Much of Gethin’s young adulthood was spent putting unruly land owners back into place.
And finally, the elven lands, which were the most distinct of the two. I mashed Greek and Roman history together to create a polished and refined, but ancient world. Makynae, the capitol of the elven realm, is the name of an ancient city in Greece (called Mycenae). Their dress was taken from the late B.C. era, around 180 or so, with loosely draped cloth, pallas for the women, and soft-soled sandals. I admit that I looked to the movie “Gladiator” for visual inspiration. Their city is built with marble columns and arches from that time period’s architecture, and they appear to have made several advancements over their human neighbors. Aqueducts and running water, for example.

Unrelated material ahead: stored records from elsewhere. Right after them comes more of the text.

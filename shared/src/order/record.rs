//! Durable order document and patch shape
//!
//! The durable store is an external collaborator; these types define
//! the contract the lifecycle coordinator writes through.

use serde::{Deserialize, Serialize};

use super::{OrderItem, PaymentStatus, ProgressStatus};

/// A customer seated on an order
#[derive(Debug, Clone, Serialize, Deserialize, PartialEq)]
#[serde(rename_all = "camelCase")]
pub struct Customer {
    /// User id, or a temporary uuid for walk-in guests
    #[serde(skip_serializing_if = "Option::is_none")]
    pub user_id: Option<String>,
    pub name: String,
    #[serde(default)]
    pub is_guest: bool,
}

/// Durable order document
#[derive(Debug, Clone, Serialize, Deserialize, PartialEq)]
#[serde(rename_all = "camelCase")]
pub struct Order {
    pub id: String,
    pub table_id: String,
    #[serde(default)]
    pub customers: Vec<Customer>,
    #[serde(default)]
    pub order_items: Vec<OrderItem>,
    #[serde(default)]
    pub total_price: i64,
    #[serde(default)]
    pub payment_status: PaymentStatus,
    #[serde(default)]
    pub progress_status: ProgressStatus,
    pub created_at: i64,
    pub updated_at: i64,
}

impl Order {
    pub fn new(id: impl Into<String>, table_id: impl Into<String>) -> Self {
        let now = crate::util::now_millis();
        Self {
            id: id.into(),
            table_id: table_id.into(),
            customers: vec![],
            order_items: vec![],
            total_price: 0,
            payment_status: PaymentStatus::Unpaid,
            progress_status: ProgressStatus::Draft,
            created_at: now,
            updated_at: now,
        }
    }
}

/// Partial update applied by `updateOrder(id, patch)`
///
/// `None` fields are left untouched.
#[derive(Debug, Clone, Serialize, Deserialize, Default)]
#[serde(rename_all = "camelCase")]
pub struct OrderPatch {
    #[serde(skip_serializing_if = "Option::is_none")]
    pub order_items: Option<Vec<OrderItem>>,
    #[serde(skip_serializing_if = "Option::is_none")]
    pub total_price: Option<i64>,
    #[serde(skip_serializing_if = "Option::is_none")]
    pub progress_status: Option<ProgressStatus>,
    #[serde(skip_serializing_if = "Option::is_none")]
    pub payment_status: Option<PaymentStatus>,
    #[serde(skip_serializing_if = "Option::is_none")]
    pub customers: Option<Vec<Customer>>,
}

impl OrderPatch {
    pub fn progress(status: ProgressStatus) -> Self {
        Self {
            progress_status: Some(status),
            ..Default::default()
        }
    }

    pub fn is_empty(&self) -> bool {
        self.order_items.is_none()
            && self.total_price.is_none()
            && self.progress_status.is_none()
            && self.payment_status.is_none()
            && self.customers.is_none()
    }
}
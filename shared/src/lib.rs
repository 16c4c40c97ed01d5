//! Shared types for the floor-management backend
//!
//! Domain and wire types used by both the server and clients:
//! order drafts, batches, kitchen tickets, staff notifications,
//! the progress-status machine and the realtime event envelope.

pub mod message;
pub mod order;
pub mod util;

// Re-exports
pub use serde::{Deserialize, Serialize};

// Realtime re-exports (for convenient access)
pub use message::{ClientEvent, Envelope, ServerEvent};
pub use order::{OrderDraft, OrderItem, ProgressStatus, StatusTarget};
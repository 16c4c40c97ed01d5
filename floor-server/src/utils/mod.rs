//! 工具模块 - 错误、日志、时间

pub mod error;
pub mod logger;

pub use error::{AppError, AppResponse, AppResult, ok};
pub use shared::util::{now_iso, now_millis};
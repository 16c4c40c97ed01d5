//! API 路由模块
//!
//! # 结构
//!
//! - [`health`] - 健康检查
//! - [`orders`] - 订单耦合接口（状态推进 / 当前单 / 加客人 / 结账清场）

pub mod health;
pub mod orders;

use axum::Router;
use tower_http::cors::CorsLayer;
use tower_http::trace::TraceLayer;

use crate::core::ServerState;

// Re-export common types for handlers
pub use crate::utils::{AppResponse, AppResult};

/// Build the full router with state and middleware
pub fn create_router(state: ServerState) -> Router {
    Router::<ServerState>::new()
        .merge(health::router())
        .merge(orders::router())
        .with_state(state)
        .layer(CorsLayer::permissive())
        .layer(TraceLayer::new_for_http())
}
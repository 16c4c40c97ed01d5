//! Inbound event dispatch
//!
//! 每条入站事件在边界上已由 [`ClientEvent`] 反序列化校验过；这里
//! 只负责路由到对应服务。单条事件处理到底（最后一次 publish）后
//! 才处理该连接的下一帧。

use std::sync::Arc;

use shared::message::{ClientEvent, ServerEvent};
use shared::order::{OrderOrigin, normalize_area};
use tracing::{debug, info};

use crate::hub::{BroadcastHub, ConnectionHandle, groups::STAFF_GROUP, kitchen_group};
use crate::orders::{DraftManager, LifecycleCoordinator, StaffLedger};
use crate::session::{Keys, SessionStore};
use crate::utils::{AppError, AppResult};

pub struct EventDispatcher {
    sessions: Arc<SessionStore>,
    keys: Keys,
    hub: Arc<BroadcastHub>,
    drafts: DraftManager,
    lifecycle: LifecycleCoordinator,
    ledger: StaffLedger,
}

impl EventDispatcher {
    pub fn new(
        sessions: Arc<SessionStore>,
        keys: Keys,
        hub: Arc<BroadcastHub>,
        drafts: DraftManager,
        lifecycle: LifecycleCoordinator,
        ledger: StaffLedger,
    ) -> Self {
        Self {
            sessions,
            keys,
            hub,
            drafts,
            lifecycle,
            ledger,
        }
    }

    pub async fn dispatch(&self, conn: &ConnectionHandle, event: ClientEvent) -> AppResult<()> {
        debug!(conn = conn.id(), event = event.name(), "Dispatch");
        match event {
            ClientEvent::JoinTable {
                table_id,
                table_number,
            } => self.drafts.join_table(conn, &table_id, &table_number).await,
            ClientEvent::LeaveTable { table_id } => {
                self.drafts.leave_table(conn, &table_id).await
            }
            ClientEvent::UpdateOrder {
                update_order,
                total_price,
                table_number,
            } => {
                self.drafts
                    .update_draft(&table_number, update_order, total_price);
                Ok(())
            }
            ClientEvent::SendOrder {
                current_order_id,
                order_items,
                total_price,
                table_number,
                status_changed,
                is_add_items,
            } => {
                self.drafts
                    .submit_order(
                        &table_number,
                        &current_order_id,
                        order_items,
                        total_price,
                        &status_changed,
                        is_add_items,
                    )
                    .await
            }
            ClientEvent::SendPreOrder { id, record } => self.drafts.submit_pre_order(&id, record),
            ClientEvent::OrderPaid { order_id } => self.lifecycle.order_paid(&order_id).await,
            ClientEvent::GetDetailTable { table_number } => {
                let progress = self
                    .lifecycle
                    .find_table_order(&table_number)
                    .await?
                    .map(|o| o.progress_status);
                let detail = self.lifecycle.table_detail(&table_number, progress);
                self.hub.reply(conn, ServerEvent::DataTable, &detail);
                Ok(())
            }
            ClientEvent::HandleCompletedItem {
                kitchen_area,
                table_number,
                customer_name,
                batch_id,
                data_key,
                menu_item_id,
            } => {
                let origin = match (table_number, customer_name) {
                    (Some(n), _) => OrderOrigin::table(n),
                    (None, Some(name)) => OrderOrigin::online(name),
                    (None, None) => {
                        return Err(AppError::validation(
                            "handleCompletedItem needs tableNumber or customerName",
                        ));
                    }
                };
                self.lifecycle
                    .complete_item(&kitchen_area, &menu_item_id, &origin, batch_id, &data_key)
                    .await?;
                Ok(())
            }
            ClientEvent::HandleConfirmNotifyTable {
                id,
                key,
                order_items,
                price_order,
            } => {
                self.ledger.remove(&id)?;
                self.lifecycle
                    .confirm_items(&key, order_items, price_order)
                    .await
            }
            ClientEvent::HandleCancelNotifyTable {
                id,
                key,
                batch_id,
                key_tb,
            } => {
                self.ledger.remove(&id)?;
                self.lifecycle.cancel_pending(&key, batch_id, &key_tb).await
            }
            ClientEvent::JoinStaff => {
                info!(conn = conn.id(), "Join staff");
                self.hub.join(conn, STAFF_GROUP);
                self.ledger.sync_to(conn);
                Ok(())
            }
            ClientEvent::LeaveStaff => {
                self.hub.leave(conn, STAFF_GROUP);
                Ok(())
            }
            ClientEvent::JoinChefArea { area } => {
                let area = normalize_area(Some(&area));
                info!(conn = conn.id(), area = %area, "Join chef area");
                self.hub.join_exclusive(conn, &kitchen_group(&area));
                let queue: Vec<shared::order::KitchenTicket> = self
                    .sessions
                    .get(&self.keys.kitchen_queue(&area))
                    .unwrap_or_default();
                self.hub.reply(conn, ServerEvent::CurrentOrderItems, &queue);
                Ok(())
            }
            ClientEvent::LeaveChefArea { area } => {
                let area = normalize_area(Some(&area));
                self.hub.leave(conn, &kitchen_group(&area));
                Ok(())
            }
        }
    }
}

#[cfg(test)]
mod tests {
    use super::*;
    use crate::orders::{InMemoryOrderStore, InMemoryTableRegistry};
    use shared::order::KitchenTicket;

    fn dispatcher() -> (Arc<EventDispatcher>, Arc<BroadcastHub>) {
        let sessions = Arc::new(SessionStore::new());
        let keys = Keys::default();
        let hub = Arc::new(BroadcastHub::new());
        let orders = Arc::new(InMemoryOrderStore::new());
        let tables = Arc::new(InMemoryTableRegistry::new());
        tables.seed("t1", "12", 4);
        let lifecycle = LifecycleCoordinator::new(
            sessions.clone(),
            keys,
            hub.clone(),
            orders,
            tables.clone(),
        );
        let ledger = StaffLedger::new(sessions.clone(), keys, hub.clone());
        let drafts = DraftManager::new(
            sessions.clone(),
            keys,
            hub.clone(),
            tables,
            lifecycle.clone(),
            ledger.clone(),
        );
        let dispatcher = Arc::new(EventDispatcher::new(
            sessions, keys, hub.clone(), drafts, lifecycle, ledger,
        ));
        (dispatcher, hub)
    }

    #[tokio::test]
    async fn test_join_staff_replies_ledger_snapshot() {
        let (dispatcher, hub) = dispatcher();
        let (conn, mut rx) = hub.register();

        dispatcher
            .dispatch(&conn, ClientEvent::JoinStaff)
            .await
            .unwrap();

        let envelope = rx.recv().await.unwrap();
        assert_eq!(envelope.event, "staffTableNotificationSync");
    }

    #[tokio::test]
    async fn test_join_chef_area_replies_area_queue() {
        let (dispatcher, hub) = dispatcher();
        let (conn, mut rx) = hub.register();

        dispatcher
            .dispatch(
                &conn,
                ClientEvent::JoinChefArea {
                    area: "Grill".to_string(),
                },
            )
            .await
            .unwrap();

        let envelope = rx.recv().await.unwrap();
        assert_eq!(envelope.event, "currentOrderItems");
        let queue: Vec<KitchenTicket> = envelope.parse_data().unwrap();
        assert!(queue.is_empty());
        assert_eq!(hub.group_size(&kitchen_group("grill")), 1);
    }

    #[tokio::test]
    async fn test_send_pre_order_notifies_staff_room() {
        let (dispatcher, hub) = dispatcher();
        let (staff, mut rx) = hub.register();
        dispatcher
            .dispatch(&staff, ClientEvent::JoinStaff)
            .await
            .unwrap();
        rx.recv().await.unwrap(); // 入组时的账本同步

        let record = shared::order::OnlineOrderRecord {
            customer_name: "An".to_string(),
            order_items: vec![],
            delivery_address: None,
            pickup_time: Some("18:30".to_string()),
            note: None,
            method: Some("pickup".to_string()),
            total_payment: 15000,
        };
        dispatcher
            .dispatch(
                &staff,
                ClientEvent::SendPreOrder {
                    id: "ord-1".to_string(),
                    record,
                },
            )
            .await
            .unwrap();

        let envelope = rx.recv().await.unwrap();
        assert_eq!(envelope.event, "newOrderPreOrder");
        let envelope = rx.recv().await.unwrap();
        assert_eq!(envelope.event, "staffTableNotificationSync");
    }

    #[tokio::test]
    async fn test_completed_item_without_origin_is_rejected() {
        let (dispatcher, hub) = dispatcher();
        let (conn, _rx) = hub.register();

        let err = dispatcher
            .dispatch(
                &conn,
                ClientEvent::HandleCompletedItem {
                    kitchen_area: "grill".to_string(),
                    table_number: None,
                    customer_name: None,
                    batch_id: None,
                    data_key: "first_order_12".to_string(),
                    menu_item_id: "m1".to_string(),
                },
            )
            .await
            .unwrap_err();
        assert!(matches!(err, AppError::Validation(_)));
    }
}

I’ll never understand why they let that advancement slip away from them after Rome was destroyed!
Lunula is actually a Roman necklace. In my book it is a magical artifact, but historically, the lunula was worn by young, unmarried girls. It symbolized their youth, and once they married, it was taken off. It was usually a crescent-shaped locket, and that is exactly how I described the lunula in my book.
The main thing I strove for in weaving history into fantasy was giving my book a feel of authenticity. I believe it makes it more tangible to the reader when they recognize time periods and places, and in a world where anything goes, that kind of tether can be crucial.
So on that note, I hope you give Lunula a try, and find that the little tidbits of history make it all the more enjoyable!
I’d like to thank Alyssa for taking the time out of her unbelievably busy schedule to tell us a bit about how history inspired aspects of her work.
Alyssa’s writing style is smooth and beautiful and will draw you in. So, if you like fantasy and history, you should definitely check out Lunula.